Bi-allelic variants in the aminopeptidase XPNPEP3 cause mitochondrial disease with pediatric cardiomyopathy

Bi-allelic variants in XPNPEP3 are known to cause nephronophthisis-like nephropathy-1. However, recent findings indicate XPNPEP3 deficiency causes a broader phenotypic spectrum encompassing extra-renal manifestations. XPNPEP3 is suggested to be the human ortholog of ICP55, a mitochondrial protein involved in the processing and maturation of mitochondrial proteins in plants and yeast.

Here, we present a family with two children affected by a homozygous splice variant in XPNPEP3 . Both children exhibited early-onset renal insufficiency and progressive mixed hypertrophic and dilated cardiomyopathy, requiring cardiac transplantation during childhood. RNA and protein analysis of patient fibroblasts and cardiac tissue revealed loss of XPNPEP3 expression due to the splice variant. Assessment of explanted cardiac tissue confirmed mitochondrial dysfunction, indicated by decreased cytochrome c oxidase activity and changes in mitochondrial morphology.

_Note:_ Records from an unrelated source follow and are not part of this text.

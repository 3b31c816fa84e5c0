//! 基于LLM的决策后端：每一步通过一次结构化提取得到下一步动作

use anyhow::{Result, anyhow};
use async_trait::async_trait;
use schemars::JsonSchema;
use serde::{Deserialize, Serialize};

use crate::agent::{AgentStep, Reasoner, StepContext, ToolArgs};
use crate::llm::client::LLMClient;
use crate::llm::prompts;

/// 决策动作
#[derive(Debug, Clone, Copy, PartialEq, Eq, Serialize, Deserialize, JsonSchema)]
#[serde(rename_all = "snake_case")]
pub enum DecisionAction {
    /// 调用一个工具
    CallTool,
    /// 给出最终答案
    FinalAnswer,
}

/// 模型在单步中返回的决策
#[derive(Debug, Clone, PartialEq, Serialize, Deserialize, JsonSchema)]
pub struct AgentDecision {
    /// 简短说明为什么采取这个动作
    pub thought: String,
    /// 本步要执行的动作
    pub action: DecisionAction,
    /// 要调用的工具名称，仅在 call_tool 时填写
    #[serde(default)]
    pub tool: Option<String>,
    /// 传给工具的输入文本
    #[serde(default)]
    pub tool_input: Option<String>,
    /// 仅 save_to_txt 使用的目标文件名
    #[serde(default)]
    pub filename: Option<String>,
    /// 最终答案：符合报告格式的JSON文本，仅在 final_answer 时填写
    #[serde(default)]
    pub final_answer: Option<String>,
}

impl AgentDecision {
    /// 转换为驱动循环使用的步骤
    pub fn into_step(self) -> Result<AgentStep> {
        match self.action {
            DecisionAction::CallTool => {
                let tool = self
                    .tool
                    .map(|t| t.trim().to_string())
                    .filter(|t| !t.is_empty())
                    .ok_or_else(|| anyhow!("decision asked for a tool call without a tool name"))?;
                Ok(AgentStep::CallTool {
                    tool,
                    args: ToolArgs {
                        input: self.tool_input.unwrap_or_default(),
                        filename: self.filename,
                    },
                })
            }
            DecisionAction::FinalAnswer => Ok(AgentStep::Finish {
                output: self.final_answer.unwrap_or_default(),
            }),
        }
    }
}

pub struct LlmReasoner {
    client: LLMClient,
    system_prompt: String,
    verbose: bool,
}

impl LlmReasoner {
    pub fn new(client: LLMClient) -> Self {
        Self {
            client,
            system_prompt: prompts::system_prompt(),
            verbose: false,
        }
    }

    pub fn verbose(mut self, verbose: bool) -> Self {
        self.verbose = verbose;
        self
    }
}

#[async_trait]
impl Reasoner for LlmReasoner {
    async fn next_step(&self, ctx: StepContext<'_>) -> Result<AgentStep> {
        let user_prompt = prompts::step_prompt(&ctx);
        tracing::debug!(
            model = self.client.model(),
            iteration = ctx.iteration,
            prompt_chars = user_prompt.chars().count(),
            "requesting agent decision"
        );

        let decision: AgentDecision = self
            .client
            .extract(&self.system_prompt, &user_prompt)
            .await?;

        if self.verbose && !decision.thought.is_empty() {
            println!("   💭 {}", decision.thought);
        }

        decision.into_step()
    }
}
//! 分析工作流 - 从用户问题到结构化报告与持久化

use anyhow::{Context, Result};
use serde::Serialize;
use std::path::PathBuf;
use std::sync::Arc;
use std::time::Instant;

use crate::agent::{AgentDriver, Reasoner, ToolRegistry};
use crate::config::Config;
use crate::error::TrendError;
use crate::llm::client::LLMClient;
use crate::llm::reasoner::LlmReasoner;
use crate::llm::tools::build_registry;
use crate::report::console::{RULE, format_report};
use crate::report::{ReportWriter, ResponseValidator};
use crate::search::{DuckDuckGoGateway, SearchGateway, WikipediaGateway, build_http_client};
use crate::types::StructuredTrendReport;

/// 一次成功分析的结果
#[derive(Debug)]
pub struct AnalysisOutcome {
    pub report: StructuredTrendReport,
    /// 推理循环依次调用过的工具
    pub tool_calls_history: Vec<String>,
    /// 详细报告的写入结果，失败不影响报告本身
    pub persisted: Result<PathBuf, TrendError>,
}

/// 执行一次趋势分析请求
///
/// 报告要么完整产出要么整体失败；仅持久化失败会随报告一起返回。
pub async fn analyze_fashion_trend(
    config: &Config,
    reasoner: &dyn Reasoner,
    registry: &ToolRegistry,
    topic: &str,
) -> Result<AnalysisOutcome, TrendError> {
    let topic = topic.trim();
    if topic.is_empty() {
        return Err(TrendError::EmptyTopic);
    }

    println!("Analyzing: {}", topic);
    println!("{}", RULE);
    tracing::info!(topic, "analysis started");

    let outcome = AgentDriver::new(reasoner, registry, config.agent.max_iterations)
        .verbose(config.agent.verbose_tools)
        .run(topic)
        .await?;
    tracing::info!(
        iterations = outcome.iterations_used,
        tools = ?outcome.tool_calls_history,
        "agent finished"
    );

    let report = match ResponseValidator::validate(&outcome.output) {
        Ok(report) => report,
        Err(err) => {
            println!("Error parsing response: {}", err.message);
            println!("Raw response: {}", err.raw);
            return Err(err.into());
        }
    };

    println!("{}", format_report(&report));

    let persisted = persist_detailed_report(config, &report);
    if let Err(err) = &persisted {
        tracing::warn!(error = %err, "detailed report was not saved");
    }

    Ok(AnalysisOutcome {
        report,
        tool_calls_history: outcome.tool_calls_history,
        persisted,
    })
}

fn persist_detailed_report(
    config: &Config,
    report: &StructuredTrendReport,
) -> Result<PathBuf, TrendError> {
    let json = encode_pretty(report)?;
    ReportWriter::from_config(&config.output).append(&config.output.detailed_filename, &json)
}

fn encode_pretty<T: Serialize>(value: &T) -> Result<String, TrendError> {
    serde_json::to_string_pretty(value).map_err(TrendError::ReportEncoding)
}

/// 组装真实的检索后端与模型，执行一次分析
pub async fn launch(config: &Config, topic: &str) -> Result<()> {
    let started = Instant::now();

    let http = build_http_client(&config.search).context("Failed to build HTTP client")?;
    let web: Arc<dyn SearchGateway> = Arc::new(DuckDuckGoGateway::new(
        http.clone(),
        config.search.max_search_results,
    ));
    let encyclopedia: Arc<dyn SearchGateway> = Arc::new(WikipediaGateway::new(
        http,
        config.search.wiki_top_k,
        config.search.wiki_max_chars,
    ));
    let registry = build_registry(config, web, encyclopedia);

    let client = LLMClient::new(config.llm.clone())?;
    if config.verbose {
        println!(
            "🤖 Using {} model {} with {} tools",
            config.llm.provider,
            client.model(),
            registry.len()
        );
    }
    let reasoner = LlmReasoner::new(client).verbose(config.verbose);

    let outcome = analyze_fashion_trend(config, &reasoner, &registry, topic).await?;

    match &outcome.persisted {
        Ok(path) => println!("💾 Detailed report saved to {}", path.display()),
        Err(err) => eprintln!("❌ {}", err),
    }
    if config.verbose {
        println!(
            "⏱️ Analysis finished in {:.2}s",
            started.elapsed().as_secs_f64()
        );
    }
    Ok(())
}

Although the deficiency of Xpnpep3 in zebrafish did not result in noticeable phenotypic abnormalities during early larval stages, transcriptomic and proteomic analyses revealed mitochondrial alterations. Notably, proteomic profiling identified decreased abundance of mitochondrial proteins in xpnpep3 ^Δ7/Δ7 mutants as compared to wild-types, including those identified in our study as putative substrates of Xpnpep3. We hypothesize that impaired processing of these proteins plays a critical role in the early developmental molecular changes observed, potentially predisposing to disease and also underlies the clinical manifestations in affected children.

In summary, our study underscores that loss of XPNPEP3 causes a mitochondrial disorder with varied phenotypes, including cardiomyopathy, through a molecular mechanism likely involving abnormal processing and stabilization of mitochondrial precursor proteins. Adding XPNPEP3 to cardiac and mitochondrial disease gene panels is essential for the accurate diagnosis and management of potential cardiac complications.